In langen und geschliffen durchkomponierten Sätzen erzählt Bodo Kirchhoff in seinem 480 Seiten starken Roman Dämmer und Aufruhr über seine Jugend, seine Eltern, die eigene Internats- und Studierendenzeit, aber vor allem auch darüber, wie er zum Lesen und Schreiben kam. Der mittlerweile 70jährige Schriftsteller gilt als großer Erzähler in der Gegenwartsliteratur. Kirchhoff veröffentlichte bei namhaften Verlagen wie Suhrkamp zahlreiche Romane, Erzählungen, Essays und Drehbücher. Zu seinen Auszeichnungen zählt 2016 der Deutsche Buchpreis für den Roman Widerfahrnis. Doch schon seine Mutter Evelyn Peters, in jüngeren Jahren eine Schauspielerin an Theaterhäusern wie dem Wiener Burgtheater, war eine schaffensfreudige Autorin und veröffentlichte über zwei Dutzend Romane. Die ambivalente Beziehung zur schreibenden Mutter wird in Dämmer und Aufruhr ebenso beleuchtet, wie die zum Vater, dem kreativen Erfinder, der als Soldat im Krieg ein Bein verlor.

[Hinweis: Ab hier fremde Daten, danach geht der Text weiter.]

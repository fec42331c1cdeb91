//! # dbpool
//!
//! Async connection pool for database drivers with scoped leases and
//! transparent retry of transient failures.
//!
//! The pool is driver-agnostic: a driver implements [`Connector`] and
//! [`Connection`], and the pool takes care of keeping sessions open, leasing
//! them to one caller at a time, and shutting them down.
//!
//! ## Features
//!
//! - Configurable min/max pool sizes with FIFO fairness for waiting callers
//! - Leases returned exactly once on drop, including on panic and cancellation
//! - Broken connections closed and replaced in the background
//! - Health checks for connections that sat idle, and a maximum lifetime
//! - Retry of transient failures with fixed, linear or exponential backoff
//! - Pruning of idle connections beyond the minimum
//! - Graceful shutdown that drains leased connections within a deadline
//!
//! ## Example
//!
//! ```rust,ignore
//! use dbpool::{Pool, PoolConfig};
//!
//! let config = PoolConfig::new()
//!     .min_connections(2)
//!     .max_connections(10)
//!     .idle_timeout(Duration::from_secs(30));
//!
//! let pool = Pool::new(connector, config)?;
//! pool.init().await?;
//!
//! let rows = pool.exec("SELECT name FROM users WHERE id = ?", (42,)).await?;
//!
//! let mut conn = pool.acquire().await?;
//! conn.execute("UPDATE users SET seen = 1", &[]).await?;
//! // Connection automatically returned to pool on drop
//!
//! pool.close().await?;
//! ```

#![warn(missing_docs)]
#![deny(unsafe_code)]

pub mod config;
pub mod connection;
pub mod error;
mod exec;
mod inner;
pub mod lifecycle;
pub mod options;
pub mod pool;
pub mod pooled;
pub mod value;

pub use config::{Backoff, BackoffStrategy, InitPolicy, PoolConfig, Pruning};
pub use connection::{Connection, Connector};
pub use error::{DriverError, ErrorKind, ExecError, InitError, PoolError};
pub use lifecycle::{ConnectionMetadata, Lifecycle, SlotState};
pub use options::{ConnectOptions, TlsMode};
pub use pool::{Pool, PoolBuilder, PoolStatus};
pub use pooled::PooledConnection;
pub use value::{Params, Row, Rows, Value};

/// Re-export of `async_trait` for implementing [`Connector`] and
/// [`Connection`].
pub use async_trait::async_trait;
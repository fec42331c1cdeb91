//! Test fixture utilities.

use std::time::Duration;

use dbpool::{Backoff, Pool, PoolConfig, Pruning};

use crate::mock::MockConnector;

/// Install a `tracing` subscriber that writes through the test harness.
///
/// Safe to call from every test; only the first call installs anything.
pub fn init_tracing() {
    let _ = tracing_subscriber::fmt()
        .with_test_writer()
        .with_max_level(tracing::Level::DEBUG)
        .try_init();
}

/// A pool configuration suited to tests.
///
/// Retries and backoff are short, pruning is off and validation only pings
/// connections that sat idle for a minute, so tests control every background
/// event explicitly.
#[must_use]
pub fn test_config() -> PoolConfig {
    PoolConfig::new()
        .min_connections(2)
        .max_connections(4)
        .max_retries(3)
        .connect_timeout(Duration::from_secs(1))
        .idle_timeout(Duration::from_secs(60))
        .retry_backoff(Backoff::fixed(Duration::from_millis(10)))
        .connect_retries(0)
        .connect_retry_delay(Duration::from_millis(10))
        .pruning(Pruning::Disabled)
        .close_timeout(Duration::from_secs(1))
}

/// Create and initialize a pool over `connector`.
///
/// # Panics
///
/// Panics if the configuration is invalid or initialization fails.
#[allow(clippy::expect_used)]
pub async fn init_pool(connector: &MockConnector, config: PoolConfig) -> Pool<MockConnector> {
    init_tracing();
    let pool = Pool::new(connector.clone(), config).expect("valid pool config");
    pool.init().await.expect("pool initialization");
    pool
}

Direkt nach der Grundschule wird Bodo von den Eltern in einem Internat untergebracht. Er und seine jüngere Schwester sehen ihre Eltern fortan nur noch in den Internatsferien. Kirchhoffs Eltern, geprägt durch die Entbehrungen des Krieges, trennen sich in den 1950er Jahren. Während der Vater in Stuttgart lebt, zieht die Mutter nach Frankfurt. Seine Mutter bringt ihm während gemeinsamer Urlaube bei, sich wie ein Kavalier zu benehmen. Wenn er bei ihr ist, genießt er die körperliche Nähe zu ihr, etwa wenn sich beide zusammen nackt sonnen. Schon früh fasziniert Bodo das Sinnliche, Körperliche und die Erotik. Auf dem Internat wird er als Kind bald von seinem Musiklehrer und Förderer, den er als Bezugsperson lieben lernt, sexuell missbraucht. Kirchhoff beschreibt die missbräuchlichen sexuellen Erfahrungen in seinem Roman, ohne anzuklagen. Sexualität spielt fortan, auch später in seinem künstlerischen Werk, eine tragende Rolle für ihn. Später wird ihn das eigene sexuelle Begehren zu Prostituierten in das Frankfurter Bahnhofsviertel führen, aber auch hin zu kreativen Entdeckungssuchen in der Malerei und im Schriftstellerberuf.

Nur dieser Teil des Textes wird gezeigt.